Mi mente se
centró a partir de esos momentos en el problema de la identidad, como ya he
señalado reiteradamente, aunque en ningún caso quería perder el hilo de nuestra
conversación, pues aunque era él quien llevaba la voz cantante, yo era consciente
de lo celoso que es de su discurso, y
del hecho de que se le preste atención, aunque trate de los temas más triviales
e inconsistentes. A pesar de todo, no pude dejar pensar que quizás nadie es
verdaderamente nadie, en el sentido, quiero decir, que realmente carecemos de
una sustancia o una esencia que nos califique de forma determinante y única. En
el momento en el que Vladimir peroraba con vehemencia sobre la vergüenza que
suponía para Cantabria la mala calidad del pescado en sus restaurantes, a pesar
de su fama de región marinera, mi mente trataba de dilucidar el tema que me traía
de cabeza, que en aquellos momentos aderecé con otros conceptos supuestamente
afines, como la mismidad y el alma colectiva junguianas, las implicaciones
problemáticas de la clonación, y si la identidad debe ser o no considerada como
un “a priori” kantiano. Un verdadero batiburrillo que me hizo casi imposible
seguir con atención el discurso de Vladimir, a pesar del peligro que tal hecho
suponía para mi integridad física. En cualquier caso, pude llegar a los postres
indemne, aunque juraría que mi interlocutor me echaba de vez en cundo unas
miradas inquisitivas que no supusieron finalmente nada reseñable. Cuando para
terminar la velada pedimos dos cafés descafeinados y dos chupitos, mi mente se
hallaba centrada en el concepto freudiano de “proyección”, diciéndome que las
características que yo le achacaba en aquellos momentos a mi hermano, podían no
tener nada que ver con él sino con fantasías e incluso deseos reprimidos míos.

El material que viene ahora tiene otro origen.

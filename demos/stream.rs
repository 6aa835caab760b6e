//! Stream head orientation from the Air glasses to stdout.
//!
//! Usage: cargo run --example stream
//! Press Ctrl+C to stop.

use std::time::{Duration, Instant};

fn main() {
    env_logger::init();

    let tracker = match airtrack::Tracker::start(airtrack::TrackerConfig::default()) {
        Ok(t) => t,
        Err(e) => {
            eprintln!("Failed to start tracking: {}", e);
            std::process::exit(1);
        }
    };

    println!("Tracking (Ctrl+C to stop)...");

    let start = Instant::now();
    let mut frames: u64 = 0;
    let mut last_report = Instant::now();

    while tracker.is_running() {
        std::thread::sleep(Duration::from_millis(16)); // ~60 Hz consumer
        frames += 1;

        let q = tracker.orientation();
        let (roll, pitch, yaw) = q.euler_angles();

        // Print every ~30th frame to avoid flooding the terminal
        if frames % 30 == 1 {
            println!(
                "quat=[{:+.3}, {:+.3}, {:+.3}, {:+.3}]  rpy=[{:+7.2}, {:+7.2}, {:+7.2}] deg",
                q.w,
                q.i,
                q.j,
                q.k,
                roll.to_degrees(),
                pitch.to_degrees(),
                yaw.to_degrees(),
            );
        }

        let now = Instant::now();
        if now.duration_since(last_report) >= Duration::from_secs(10) {
            println!("--- tracking for {:.0}s ---", start.elapsed().as_secs_f64());
            last_report = now;
        }
    }

    if let Some(fault) = tracker.take_fault() {
        eprintln!("Session ended with error: {}", fault);
        std::process::exit(1);
    }
}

Quien sabe si el hecho de verle como a un negro tenía alguna relación, por
oscura y solapada que fuera, con un deseo inconsciente por mi parte de tener un
esclavo. Afortunadamente, cuando nos despedimos y quedamos en vernos al día
siguiente por la mañana para ir a Santillana y dar un paseo cerca de los
bisontes del holoceno, tuve la clara sensación de que Vladimir en aquellos
momentos era calcado a Obama, que siendo negro no era precisamente un esclavo,
lo que alivió notablemente el complejo de culpabilidad que sentía estar
creciendo en mi interior. El día siguiente era el último del año, y siguiendo
una costumbre que entre nosotros se estaba convirtiendo en una tradición,
Vladimir y yo pensábamos cenar en un restaurante chino con cotillón.